Thomas (2005) provides a comprehensive outline of the development of policy and legislative responses to sex crime in the UK, highlighting the increased concern about sexual misbehaviour and the ways in which governments have attempted to deal with changing public and professional understandings of this. Legislation had been piecemeal and somewhat fragmented until the Sexual Offences Act of 2003 reviewed and codified much of the previous relevant law to bring it into line with current socially acceptable mores.
Given the current anxieties about sexual offenders, attempting to work in ways that are creative and meaningful can be limited. Assessment and practices that are dominated by presumptions of cognitive deficits are of limited demonstrated effectiveness, despite claims to the contrary. The authors have worked with children, young people and adults using the following assessment and intervention approaches for people who have harmful sexual behaviours. These are considered to be useful and effective alternative ways of working.

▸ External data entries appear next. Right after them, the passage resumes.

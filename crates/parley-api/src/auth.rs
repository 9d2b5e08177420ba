//! HS256 JWT validation for WebSocket upgrades.

use jsonwebtoken::errors::ErrorKind;
use jsonwebtoken::{Algorithm, DecodingKey, Validation, decode};
use parley_core::auth::{Identity, TokenValidator};
use parley_types::config::AuthConfig;
use parley_types::error::AuthError;
use serde::{Deserialize, Serialize};

/// Claims Parley reads from an access token.
#[derive(Debug, Serialize, Deserialize)]
pub struct Claims {
    pub sub: String,
    #[serde(default, skip_serializing_if = "Option::is_none")]
    pub name: Option<String>,
    pub exp: u64,
    #[serde(default, skip_serializing_if = "Option::is_none")]
    pub iss: Option<String>,
}

/// Validates tokens signed with the configured shared secret.
pub struct JwtValidator {
    key: DecodingKey,
    validation: Validation,
}

impl JwtValidator {
    pub fn new(secret: &str, issuer: Option<&str>, leeway_secs: u64) -> Self {
        let mut validation = Validation::new(Algorithm::HS256);
        validation.leeway = leeway_secs;
        validation.set_required_spec_claims(&["exp", "sub"]);
        if let Some(issuer) = issuer {
            validation.set_issuer(&[issuer]);
        }
        Self {
            key: DecodingKey::from_secret(secret.as_bytes()),
            validation,
        }
    }

    /// Build from `[auth]`; `None` when no secret is configured.
    pub fn from_config(config: &AuthConfig) -> Option<Self> {
        let secret = config.jwt_secret.as_deref().filter(|s| !s.trim().is_empty())?;
        Some(Self::new(secret, config.issuer.as_deref(), config.leeway_secs))
    }
}

impl TokenValidator for JwtValidator {
    fn validate(&self, token: &str) -> Result<Identity, AuthError> {
        if token.trim().is_empty() {
            return Err(AuthError::MissingToken);
        }
        let data = decode::<Claims>(token, &self.key, &self.validation).map_err(|e| {
            match e.kind() {
                ErrorKind::ExpiredSignature => AuthError::Expired,
                _ => AuthError::InvalidToken(e.to_string()),
            }
        })?;

        let claims = data.claims;
        if claims.sub.trim().is_empty() {
            return Err(AuthError::InvalidToken("empty subject".to_string()));
        }
        Ok(Identity {
            user_id: claims.sub,
            display_name: claims.name,
        })
    }
}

Assessment underpinned by solution-focused (De Shazer, 1988) and narrative (White and Epston, 1990) principles and practices has been found to be useful in producing a good understanding of sexual offenders and the ways in which they can be assisted in developing lives that are free of the problematic sexual behaviour. The aim of the assessment is to determine the level of intervention required to assist the person in maintaining a future that is free of sexually concerning or harmful behaviour. The following goals have been developed by The Junction, a Barnardo’s children’s service:
To be specific about the detail of the alleged sexually harmful behaviour.
To clarify what everyone understands about the behaviour and their individual levels of concern (offender, family, victim, agency).
To consider how the behaviour has already been responded to.
To identify what works in assisting the offender to avoid the sexually concerning behaviour.
To agree a strategy for maintaining a problem-free future and to develop safety.
To establish the motivation and ability of participants to work towards safety.
Referring agencies to Barnardo’s The Junction service include the courts (often for psychiatric and psychological assessment), social services, the probation service and youth offending teams.